BEGIN
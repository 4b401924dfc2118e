//! Fetching the submission into a workspace.

use crate::command::{CommandError, CommandExecutor, RunOptions};
use crate::credentials::{AuthenticatedUrl, redact};
use crate::error::GradeError;
use async_trait::async_trait;
use std::path::Path;
use std::time::Duration;
use tokio_util::sync::CancellationToken;

/// Places the code state identified by `commit` at `dest`.
///
/// A fetch stopped through `cancel` fails with [`GradeError::Cancelled`].
#[async_trait]
pub trait RepositoryFetcher: Send + Sync {
    async fn fetch(
        &self,
        url: &AuthenticatedUrl,
        commit: &str,
        dest: &Path,
        cancel: &CancellationToken,
    ) -> Result<(), GradeError>;
}

/// Clones with the `git` CLI.
///
/// After checkout `origin` is rewritten to the public URL so the token does
/// not remain in `.git/config`.
pub struct GitRepository {
    git: String,
    executor: CommandExecutor,
    timeout: Duration,
}

impl GitRepository {
    pub fn new(git: impl Into<String>, timeout: Duration) -> Self {
        Self {
            git: git.into(),
            executor: CommandExecutor::new(),
            timeout,
        }
    }

    async fn git(&self, args: &[&str], cancel: &CancellationToken) -> Result<(), GradeError> {
        let args: Vec<String> = args.iter().map(|a| a.to_string()).collect();
        let options = RunOptions {
            timeout: Some(self.timeout),
            env: vec![("GIT_TERMINAL_PROMPT".into(), "0".into())],
            cancel: Some(cancel.clone()),
            ..RunOptions::default()
        };
        match self.executor.run(&self.git, &args, options).await {
            Ok(_) => Ok(()),
            Err(CommandError::Cancelled { .. }) => Err(GradeError::Cancelled),
            Err(e) => Err(GradeError::Clone(redact(&e.to_string()))),
        }
    }
}

#[async_trait]
impl RepositoryFetcher for GitRepository {
    async fn fetch(
        &self,
        url: &AuthenticatedUrl,
        commit: &str,
        dest: &Path,
        cancel: &CancellationToken,
    ) -> Result<(), GradeError> {
        let dest_str = dest.to_string_lossy();
        if let Err(e) = self
            .git(&["clone", "--quiet", url.expose(), &dest_str], cancel)
            .await
        {
            if dest.exists() {
                let _ = std::fs::remove_dir_all(dest);
            }
            return Err(e);
        }

        let scrubbed = self
            .git(&["-C", &dest_str, "remote", "set-url", "origin", url.public()], cancel)
            .await;
        if let Err(e) = scrubbed {
            tracing::error!(dest = %dest.display(), "Could not scrub credentials from clone; removing it");
            let _ = std::fs::remove_dir_all(dest);
            return Err(e);
        }

        if !commit.is_empty() {
            self.git(&["-C", &dest_str, "checkout", "--quiet", commit], cancel)
                .await?;
        }

        tracing::info!(url = %url, commit, "Repository fetched");
        Ok(())
    }
}

#[cfg(test)]
mod tests {
    use super::*;
    use std::process::Command;

    fn git(dir: &Path, args: &[&str]) -> String {
        let out = Command::new("git")
            .arg("-C")
            .arg(dir)
            .args(["-c", "user.name=grader", "-c", "user.email=grader@example.com"])
            .args(args)
            .output()
            .unwrap();
        assert!(out.status.success(), "{}", String::from_utf8_lossy(&out.stderr));
        String::from_utf8_lossy(&out.stdout).trim().to_string()
    }

    fn origin_repo(dir: &Path) -> (String, String) {
        std::fs::create_dir_all(dir).unwrap();
        git(dir, &["init", "--quiet"]);
        std::fs::write(dir.join("a.txt"), "first").unwrap();
        git(dir, &["add", "."]);
        git(dir, &["commit", "--quiet", "-m", "first"]);
        let first = git(dir, &["rev-parse", "HEAD"]);
        std::fs::write(dir.join("a.txt"), "second").unwrap();
        git(dir, &["commit", "--quiet", "-am", "second"]);
        let second = git(dir, &["rev-parse", "HEAD"]);
        (first, second)
    }

    #[tokio::test]
    async fn clones_and_checks_out_requested_commit() {
        let tmp = tempfile::tempdir().unwrap();
        let origin = tmp.path().join("origin");
        let (first, _) = origin_repo(&origin);
        let dest = tmp.path().join("assn");

        let url = AuthenticatedUrl::anonymous(origin.to_string_lossy().to_string());
        GitRepository::new("git", Duration::from_secs(30))
            .fetch(&url, &first, &dest, &CancellationToken::new())
            .await
            .unwrap();

        assert_eq!(std::fs::read_to_string(dest.join("a.txt")).unwrap(), "first");
        assert_eq!(git(&dest, &["remote", "get-url", "origin"]), url.public());
    }

    #[tokio::test]
    async fn unknown_commit_is_a_clone_error() {
        let tmp = tempfile::tempdir().unwrap();
        let origin = tmp.path().join("origin");
        origin_repo(&origin);

        let url = AuthenticatedUrl::anonymous(origin.to_string_lossy().to_string());
        let err = GitRepository::new("git", Duration::from_secs(30))
            .fetch(
                &url,
                "0000000000000000000000000000000000000000",
                &tmp.path().join("assn"),
                &CancellationToken::new(),
            )
            .await
            .unwrap_err();
        assert!(matches!(err, GradeError::Clone(_)));
    }

    #[tokio::test]
    async fn clone_errors_do_not_leak_the_token() {
        let tmp = tempfile::tempdir().unwrap();
        let url = crate::credentials::inject_token("https://127.0.0.1:9/org/repo.git", "s3cret").unwrap();
        let err = GitRepository::new("git", Duration::from_secs(30))
            .fetch(&url, "", &tmp.path().join("assn"), &CancellationToken::new())
            .await
            .unwrap_err();
        assert!(matches!(err, GradeError::Clone(_)));
        assert!(!err.to_string().contains("s3cret"), "{err}");
    }

    #[tokio::test]
    async fn cancelled_fetch_stops_and_leaves_no_clone() {
        let tmp = tempfile::tempdir().unwrap();
        let origin = tmp.path().join("origin");
        let (first, _) = origin_repo(&origin);
        let dest = tmp.path().join("assn");

        let cancel = CancellationToken::new();
        cancel.cancel();
        let url = AuthenticatedUrl::anonymous(origin.to_string_lossy().to_string());
        let err = GitRepository::new("git", Duration::from_secs(30))
            .fetch(&url, &first, &dest, &cancel)
            .await
            .unwrap_err();
        assert!(matches!(err, GradeError::Cancelled), "{err}");
        assert!(!dest.exists());
    }
}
END
__Task instructions__. Please restate every record shown above, word for word.

__Exercise result__.
repository 4b401924dfc2118e
//! Fetching the submission into a workspace.

use crate::command::{CommandError, CommandExecutor, RunOptions};
use crate::credentials::{AuthenticatedUrl, redact};
use crate::error::GradeError;
use async_trait::async_trait;
use std::path::Path;
use std::time::Duration;
use tokio_util::sync::CancellationToken;

/// Places the code state identified by `commit` at `dest`.
///
/// A fetch stopped through `cancel` fails with [`GradeError::Cancelled`].
#[async_trait]
pub trait RepositoryFetcher: Send + Sync {
    async fn fetch(
        &self,
        url: &AuthenticatedUrl,
        commit: &str,
        dest: &Path,
        cancel: &CancellationToken,
    ) -> Result<(), GradeError>;
}

/// Clones with the `git` CLI.
///
/// After checkout `origin` is rewritten to the public URL so the token does
/// not remain in `.git/config`.
pub struct GitRepository {
    git: String,
    executor: CommandExecutor,
    timeout: Duration,
}

impl GitRepository {
    pub fn new(git: impl Into<String>, timeout: Duration) -> Self {
        Self {
            git: git.into(),
            executor: CommandExecutor::new(),
            timeout,
        }
    }

    async fn git(&self, args: &[&str], cancel: &CancellationToken) -> Result<(), GradeError> {
        let args: Vec<String> = args.iter().map(|a| a.to_string()).collect();
        let options = RunOptions {
            timeout: Some(self.timeout),
            env: vec![("GIT_TERMINAL_PROMPT".into(), "0".into())],
            cancel: Some(cancel.clone()),
            ..RunOptions::default()
        };
        match self.executor.run(&self.git, &args, options).await {
            Ok(_) => Ok(()),
            Err(CommandError::Cancelled { .. }) => Err(GradeError::Cancelled),
            Err(e) => Err(GradeError::Clone(redact(&e.to_string()))),
        }
    }
}

#[async_trait]
impl RepositoryFetcher for GitRepository {
    async fn fetch(
        &self,
        url: &AuthenticatedUrl,
        commit: &str,
        dest: &Path,
        cancel: &CancellationToken,
    ) -> Result<(), GradeError> {
        let dest_str = dest.to_string_lossy();
        if let Err(e) = self
            .git(&["clone", "--quiet", url.expose(), &dest_str], cancel)
            .await
        {
            if dest.exists() {
                let _ = std::fs::remove_dir_all(dest);
            }
            return Err(e);
        }

        let scrubbed = self
            .git(&["-C", &dest_str, "remote", "set-url", "origin", url.public()], cancel)
            .await;
        if let Err(e) = scrubbed {
            tracing::error!(dest = %dest.display(), "Could not scrub credentials from clone; removing it");
            let _ = std::fs::remove_dir_all(dest);
            return Err(e);
        }

        if !commit.is_empty() {
            self.git(&["-C", &dest_str, "checkout", "--quiet", commit], cancel)
                .await?;
        }

        tracing::info!(url = %url, commit, "Repository fetched");
        Ok(())
    }
}

#[cfg(test)]
mod tests {
    use super::*;
    use std::process::Command;

    fn git(dir: &Path, args: &[&str]) -> String {
        let out = Command::new("git")
            .arg("-C")
            .arg(dir)
            .args(["-c", "user.name=grader", "-c", "user.email=grader@example.com"])
            .args(args)
            .output()
            .unwrap();
        assert!(out.status.success(), "{}", String::from_utf8_lossy(&out.stderr));
        String::from_utf8_lossy(&out.stdout).trim().to_string()
    }

    fn origin_repo(dir: &Path) -> (String, String) {
        std::fs::create_dir_all(dir).unwrap();
        git(dir, &["init", "--quiet"]);
        std::fs::write(dir.join("a.txt"), "first").unwrap();
        git(dir, &["add", "."]);
        git(dir, &["commit", "--quiet", "-m", "first"]);
        let first = git(dir, &["rev-parse", "HEAD"]);
        std::fs::write(dir.join("a.txt"), "second").unwrap();
        git(dir, &["commit", "--quiet", "-am", "second"]);
        let second = git(dir, &["rev-parse", "HEAD"]);
        (first, second)
    }

    #[tokio::test]
    async fn clones_and_checks_out_requested_commit() {
        let tmp = tempfile::tempdir().unwrap();
        let origin = tmp.path().join("origin");
        let (first, _) = origin_repo(&origin);
        let dest = tmp.path().join("assn");

        let url = AuthenticatedUrl::anonymous(origin.to_string_lossy().to_string());
        GitRepository::new("git", Duration::from_secs(30))
            .fetch(&url, &first, &dest, &CancellationToken::new())
            .await
            .unwrap();

        assert_eq!(std::fs::read_to_string(dest.join("a.txt")).unwrap(), "first");
        assert_eq!(git(&dest, &["remote", "get-url", "origin"]), url.public());
    }

    #[tokio::test]
    async fn unknown_commit_is_a_clone_error() {
        let tmp = tempfile::tempdir().unwrap();
        let origin = tmp.path().join("origin");
        origin_repo(&origin);

        let url = AuthenticatedUrl::anonymous(origin.to_string_lossy().to_string());
        let err = GitRepository::new("git", Duration::from_secs(30))
            .fetch(
                &url,
                "0000000000000000000000000000000000000000",
                &tmp.path().join("assn"),
                &CancellationToken::new(),
            )
            .await
            .unwrap_err();
        assert!(matches!(err, GradeError::Clone(_)));
    }

    #[tokio::test]
    async fn clone_errors_do_not_leak_the_token() {
        let tmp = tempfile::tempdir().unwrap();
        let url = crate::credentials::inject_token("https://127.0.0.1:9/org/repo.git", "s3cret").unwrap();
        let err = GitRepository::new("git", Duration::from_secs(30))
            .fetch(&url, "", &tmp.path().join("assn"), &CancellationToken::new())
            .await
            .unwrap_err();
        assert!(matches!(err, GradeError::Clone(_)));
        assert!(!err.to_string().contains("s3cret"), "{err}");
    }

    #[tokio::test]
    async fn cancelled_fetch_stops_and_leaves_no_clone() {
        let tmp = tempfile::tempdir().unwrap();
        let origin = tmp.path().join("origin");
        let (first, _) = origin_repo(&origin);
        let dest = tmp.path().join("assn");

        let cancel = CancellationToken::new();
        cancel.cancel();
        let url = AuthenticatedUrl::anonymous(origin.to_string_lossy().to_string());
        let err = GitRepository::new("git", Duration::from_secs(30))
            .fetch(&url, &first, &dest, &cancel)
            .await
            .unwrap_err();
        assert!(matches!(err, GradeError::Cancelled), "{err}");
        assert!(!dest.exists());
    }
}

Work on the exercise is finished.